Avec l’ambition de doubler le nombre de jeunes pris en charge dans les dispositifs locaux dédiés, la stratégie nationale de prévention de la délinquance 2020-2024 se voit déclinée en 40 mesures. En majorité, elle renforce des mesures déjà existantes : travail pair dans la médiation sociale et scolaire ; dispositifs d’insertion professionnelle comme le travail alternatif payé à la journée ; « au moins deux intervenants sociaux » pour les commissariats et gendarmeries de chaque département… Sur le plan pénal, elle compte améliorer la prise en charge des multirécidivistes « par des structures sociojudiciaires ou médico-sociales ».
L’orientation nouvelle, sans doute la plus importante, est l’extension des actions de repérage aux enfants de moins de 12 ans. La stratégie mise sur la prévention primaire. Cosecrétaire général du Syndicat national unitaire des assistants sociaux de la fonction publique (Snuas-FP/FSU), Brice Castel alerte sur le risque de « mettre une étiquette sur les enfants ». Certes, « on n’investit pas assez l’école en termes de prévention », admet-il, à l’heure où le service social scolaire compte seulement 2 500 assistants sociaux dans toute la France. Mais le sujet doit être pris avec des pincettes : « Accompagner les familles, oui ; le faire sous l’angle de la prévention de la délinquance, non… Il faut un soutien éducatif global. » Le responsable syndical met aussi en garde contre le lien établi entre décrochage scolaire et délinquance.
La stratégie promeut également l’amplification du partage d’informations entre acteurs médico-sociaux, chefs d’établissement et conseils locaux et intercommunaux de sécurité et de prévention de la délinquance. Pour Brice Castel, un « gros flou » entoure cette constante : « Qu’est-ce qu’on en fait ? Quel est l’objectif ? » Une mesure encourage les échanges entre groupes de prévention du décrochage scolaire et élus locaux : les assistants sociaux lui opposeront une « fin de non-recevoir », estime-t-il, car elle mettrait à mal la relation de confiance entre le travailleur social et le jeune. Jean-Marie Vauchez, président de l’Organisation nationale des éducateurs spécialisés (Ones), déplore la volonté politique d’« ouvrir les vannes » du secret professionnel. Depuis des années, rappelle-t-il, celui-ci est « en permanence attaqué, alors qu’il s’agit d’une exigence ».
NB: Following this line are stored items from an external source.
//! Tokenizers for bulk-insert `VALUES` clauses.
//!
//! [`tokenize_rows`] walks a whole clause and splits it into tuples;
//! [`tokenize_values`] turns one tuple interior into typed scalars. Both are
//! single forward scans that understand apostrophe-quoted literals and
//! backslash escapes.

use crate::error::DumpError;
use crate::record::FieldValue;

/// Rows recovered from one `VALUES` clause.
#[derive(Debug, Clone, PartialEq)]
pub struct ValuesClause {
    pub rows: Vec<Vec<FieldValue>>,
    /// Bytes of input consumed, including the terminating `;` when present.
    pub consumed: usize,
    /// Whether scanning stopped at a `;`.
    pub terminated: bool,
}

/// Tokenize one tuple interior (the text between the outer parentheses).
///
/// # Example
/// ```
/// use dumpsync::dump::tokenize_values;
/// use dumpsync::FieldValue;
///
/// let values = tokenize_values("1,'Smith, John',NULL").unwrap();
/// assert_eq!(values, vec![
///     FieldValue::Int(1),
///     FieldValue::String("Smith, John".to_string()),
///     FieldValue::Null,
/// ]);
/// ```
pub fn tokenize_values(interior: &str) -> Result<Vec<FieldValue>, DumpError> {
    tokenize_values_at(interior, 0)
}

fn tokenize_values_at(interior: &str, base: usize) -> Result<Vec<FieldValue>, DumpError> {
    let mut fields = Vec::new();
    let mut field_start = 0;
    let mut depth = 0usize;
    let mut in_literal = false;
    let mut escape_pending = false;
    let mut literal_start = 0;

    for (i, ch) in interior.char_indices() {
        if escape_pending {
            escape_pending = false;
            continue;
        }
        match ch {
            '\\' => escape_pending = true,
            '\'' => {
                if !in_literal {
                    literal_start = i;
                }
                in_literal = !in_literal;
            }
            '(' if !in_literal => depth += 1,
            ')' if !in_literal => depth = depth.saturating_sub(1),
            ',' if !in_literal && depth == 0 => {
                fields.push(infer_scalar(&interior[field_start..i]));
                field_start = i + 1;
            }
            _ => {}
        }
    }

    if in_literal {
        return Err(DumpError::UnterminatedLiteral {
            offset: base + literal_start,
        });
    }

    fields.push(infer_scalar(&interior[field_start..]));
    Ok(fields)
}

/// Split a `VALUES` clause into rows.
///
/// `clause` is the text following the `VALUES` keyword. Scanning stops at the
/// first `;` outside any row and literal; running out of input is accepted
/// only between rows.
pub fn tokenize_rows(clause: &str) -> Result<ValuesClause, DumpError> {
    let mut rows = Vec::new();
    let mut depth = 0usize;
    let mut row_start = 0;
    let mut in_literal = false;
    let mut escape_pending = false;
    let mut literal_start = 0;

    for (i, ch) in clause.char_indices() {
        if escape_pending {
            escape_pending = false;
            continue;
        }
        if ch == '\\' {
            escape_pending = true;
            continue;
        }
        if in_literal {
            if ch == '\'' {
                in_literal = false;
            }
            continue;
        }

        match ch {
            '\'' => {
                in_literal = true;
                literal_start = i;
            }
            '(' => {
                if depth == 0 {
                    row_start = i + 1;
                }
                depth += 1;
            }
            ')' => {
                if depth == 0 {
                    return Err(DumpError::UnbalancedParentheses { offset: i });
                }
                depth -= 1;
                if depth == 0 {
                    rows.push(tokenize_values_at(&clause[row_start..i], row_start)?);
                }
            }
            ';' if depth == 0 => {
                return Ok(ValuesClause {
                    rows,
                    consumed: i + 1,
                    terminated: true,
                });
            }
            _ => {}
        }
    }

    if in_literal {
        return Err(DumpError::UnterminatedLiteral {
            offset: literal_start,
        });
    }
    if depth > 0 {
        return Err(DumpError::UnbalancedParentheses {
            offset: row_start.saturating_sub(1),
        });
    }

    Ok(ValuesClause {
        rows,
        consumed: clause.len(),
        terminated: false,
    })
}

/// Infer the scalar type of one raw field.
pub fn infer_scalar(raw: &str) -> FieldValue {
    let text = raw.trim();

    if text.eq_ignore_ascii_case("NULL") {
        return FieldValue::Null;
    }
    if text.len() >= 2 && text.starts_with('\'') && text.ends_with('\'') {
        return FieldValue::String(unescape_literal(&text[1..text.len() - 1]));
    }
    if is_integer(text) {
        if let Ok(i) = text.parse::<i64>() {
            return FieldValue::Int(i);
        }
        return FieldValue::String(text.to_string());
    }
    if is_decimal(text) {
        if let Ok(f) = text.parse::<f64>() {
            return FieldValue::Float(f);
        }
    }
    FieldValue::String(text.to_string())
}

fn unescape_literal(inner: &str) -> String {
    let mut out = String::with_capacity(inner.len());
    let mut chars = inner.chars();
    while let Some(ch) = chars.next() {
        if ch != '\\' {
            out.push(ch);
            continue;
        }
        match chars.next() {
            Some('r') => out.push('\r'),
            Some('n') => out.push('\n'),
            Some('t') => out.push('\t'),
            Some('0') => out.push('\0'),
            Some(other) => out.push(other),
            None => out.push('\\'),
        }
    }
    out
}

fn is_digits(s: &str) -> bool {
    !s.is_empty() && s.bytes().all(|b| b.is_ascii_digit())
}

fn is_integer(text: &str) -> bool {
    is_digits(text.strip_prefix('-').unwrap_or(text))
}

fn is_decimal(text: &str) -> bool {
    let unsigned = text.strip_prefix('-').unwrap_or(text);
    match unsigned.split_once('.') {
        Some((whole, frac)) => is_digits(whole) && is_digits(frac),
        None => false,
    }
}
Le plan 2020-2024 fait ainsi resurgir des désaccords anciens, datant de la loi relative à la prévention de la délinquance de 2007. « Lorsqu’un jeune se rapproche de la délinquance, c’est avant tout le symptôme d’une difficulté familiale ou personnelle qu’il s’agit de traiter », fait valoir Brice Castel. Or, en 2020 comme en 2007, le travail social est présenté comme vecteur d’identification afin d’éviter le passage à l’acte. « C’est ce que nous faisons, mais sans nous réduire à cette logique ni au seul prisme de la délinquance. Il faut préserver la relation d’aide, le soutien à la parentalité. » Le responsable syndical fait le lien avec le projet de réforme de la justice des mineurs mené par Nicole Belloubet, regrettant là aussi le basculement « d’une approche éducative à judiciaire ».
Autre point : le recours à des dispositifs pour repérer les jeunes disparus de l’espace public, notamment par l’usage des réseaux sociaux. La Caisse nationale des allocations familiales, qui expérimente depuis 2016 les Promeneurs du Net(1), serait impliquée. Elle indique être « en attente de précisions » sur cette mesure et rappelle que les Promeneurs du Net peuvent d’ores et déjà « être amenés à prévenir la délinquance » dans la perspective « de maintenir le lien avec les jeunes et leur accompagnement ». Les travailleurs sociaux, en particulier les éducateurs spécialisés, seraient également associés. Pour Jean-Marie Vauchez, un tel usage des nouvelles technologies implique de « connaître le public en amont, de prolonger l’accompagnement. Cela ne doit pas être une simple présence virtuelle ». Surtout, l’efficacité reste à prouver : « On présuppose de l’effet d’une telle mesure, et on la valide… », déplore-t-il.